|Album by Rush|
|Released||September 9, 1982|
|Recorded||April - July 1982 at Le Studio, Morin Heights, Quebec|
|Producer||Rush and Terry Brown|
Signals is the ninth studio album by the Canadian rock band Rush, released September 9, 1982.
Signals was the follow-up to the successful Moving Pictures. Stylistically, the album was a continuation of Rush's foray into the technology-oriented 1980s through increased use of electronic instrumentation such as keyboards, sequencers, and electric violin. Other noticeable changes were decreased average song length and lyrical compression. The album reached #10 on the Billboard album charts and was certified Platinum (1,000,000 copies sold) by the R.I.A.A. in November 1982.

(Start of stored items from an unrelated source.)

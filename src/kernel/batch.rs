use serde::{Deserialize, Serialize};
use std::collections::HashMap;
use tokio::time::Instant;
use tracing::{debug, info, warn};
use uuid::Uuid;

use super::item::ItemId;
use super::scheduler::Trigger;
use super::state::{AggregatorState, StateDelta};
use super::telemetry::event::{SettleKind, TelemetryEvent};
use super::telemetry::recorder::TelemetryRecorder;
use crate::error::SubmitError;

/// Successful endpoint reply. `updated_counts` is absent on the degraded shape.
#[derive(Debug, Clone, Default, PartialEq, Eq)]
pub struct BatchAck {
    pub updated_counts: Option<HashMap<ItemId, u64>>,
}

impl BatchAck {
    pub fn with_counts(counts: HashMap<ItemId, u64>) -> Self {
        Self {
            updated_counts: Some(counts),
        }
    }

    pub fn without_counts() -> Self {
        Self::default()
    }
}

/// Snapshot of the pending set taken when a flush starts.
#[derive(Debug, Clone)]
pub struct InFlightBatch {
    pub id: Uuid,
    pub items: Vec<ItemId>,
    pub trigger: Trigger,
    pub started_at: Instant,
}

#[derive(Debug, Clone, Copy, PartialEq, Eq, Serialize, Deserialize)]
pub enum SkipReason {
    /// Another flush is still in flight.
    InFlight,
    Empty,
    /// The aggregator has been shut down.
    Closed,
}

#[derive(Debug, Clone, PartialEq, Eq)]
pub enum FlushOutcome {
    Confirmed { batch_id: Uuid, size: usize },
    Degraded { batch_id: Uuid, size: usize },
    Failed { batch_id: Uuid, size: usize, error: String },
    Skipped(SkipReason),
    /// The submission finished after the aggregator was released.
    Discarded { batch_id: Uuid },
    /// The submission task was torn down with its runtime.
    Abandoned,
}

impl FlushOutcome {
    /// True when the endpoint accepted the batch.
    pub fn is_success(&self) -> bool {
        matches!(self, FlushOutcome::Confirmed { .. } | FlushOutcome::Degraded { .. })
    }
}

/// The flush operation split around its one suspension point: `begin` runs before
/// the submission, `reconcile` after it. Both run under the aggregator lock.
pub struct BatchProcessor;

impl BatchProcessor {
    /// Raise the processing flag, disarm the timer, snapshot the pending set.
    /// The pending set is NOT drained here.
    pub fn begin(
        state: &mut AggregatorState,
        telemetry: &mut TelemetryRecorder,
        trigger: Trigger,
    ) -> Result<InFlightBatch, SkipReason> {
        let skip = if state.closed && trigger != Trigger::Teardown {
            Some(SkipReason::Closed)
        } else if state.processing {
            Some(SkipReason::InFlight)
        } else if state.pending.is_empty() {
            Some(SkipReason::Empty)
        } else {
            None
        };

        if let Some(reason) = skip {
            debug!(?trigger, ?reason, "Flush skipped");
            telemetry.record(TelemetryEvent::FlushSkipped { trigger, reason });
            return Err(reason);
        }

        if state.timer.is_armed() {
            telemetry.record(TelemetryEvent::TimerCanceled);
        }
        state.reduce(StateDelta::FlushStarted);

        let batch = InFlightBatch {
            id: Uuid::new_v4(),
            items: state.pending.snapshot(),
            trigger,
            started_at: Instant::now(),
        };

        telemetry.record(TelemetryEvent::TriggerFired {
            trigger,
            pending: batch.items.len(),
        });
        telemetry.record(TelemetryEvent::BatchSubmitted {
            batch_id: batch.id,
            size: batch.items.len(),
        });
        info!(batch_id = %batch.id, size = batch.items.len(), ?trigger, "Processing batch of views");

        Ok(batch)
    }

    /// Fold the endpoint result back into state. Always lowers the processing flag.
    pub fn reconcile(
        state: &mut AggregatorState,
        telemetry: &mut TelemetryRecorder,
        batch: &InFlightBatch,
        result: Result<BatchAck, SubmitError>,
    ) -> FlushOutcome {
        let size = batch.items.len();
        let latency_ms = batch.started_at.elapsed().as_millis() as u64;

        let (outcome, kind) = match result {
            Ok(BatchAck {
                updated_counts: Some(counts),
            }) => {
                info!(batch_id = %batch.id, size, latency_ms, "Batch confirmed");
                state.reduce(StateDelta::BatchConfirmed {
                    batch: batch.items.clone(),
                    counts,
                });
                (
                    FlushOutcome::Confirmed {
                        batch_id: batch.id,
                        size,
                    },
                    SettleKind::Confirmed,
                )
            }
            Ok(BatchAck {
                updated_counts: None,
            }) => {
                warn!(
                    batch_id = %batch.id,
                    size,
                    "Batch acknowledged without updated counts; falling back to local increment"
                );
                state.reduce(StateDelta::BatchAcknowledged {
                    batch: batch.items.clone(),
                });
                (
                    FlushOutcome::Degraded {
                        batch_id: batch.id,
                        size,
                    },
                    SettleKind::Degraded,
                )
            }
            Err(error) => {
                warn!(
                    batch_id = %batch.id,
                    size,
                    %error,
                    "Failed to submit view batch; views stay pending for retry"
                );
                state.reduce(StateDelta::FlushFailed);
                (
                    FlushOutcome::Failed {
                        batch_id: batch.id,
                        size,
                        error: error.to_string(),
                    },
                    SettleKind::Failed,
                )
            }
        };

        telemetry.record(TelemetryEvent::BatchSettled {
            batch_id: batch.id,
            size,
            result: kind,
            latency_ms,
        });

        outcome
    }
}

The opening track from Signals is "Subdivisions," which has been a staple of many of the band's tours since its recording.
"The Analog Kid" and "Digital Man" served as the inspiration for writer Troy Hickman to create the comic book heroes of the same name, Digital Man and Analog Kid, in the 2004 comic Common Grounds.
"Digital Man," a slightly reggae-based song, ultimately led to the end of the band's relationship with long-time producer Terry Brown. Brown was reluctant to leave behind the band's progressive-rock past, while band members, especially Lee, wanted to explore new musical directions. The mid-section of the song has been compared with the song "Walking On The Moon" by The Police. A slightly-adapted version of the song was brought back for the 2007 Snakes And Arrows Tour, marking the first time Rush performed it in nearly 23 years.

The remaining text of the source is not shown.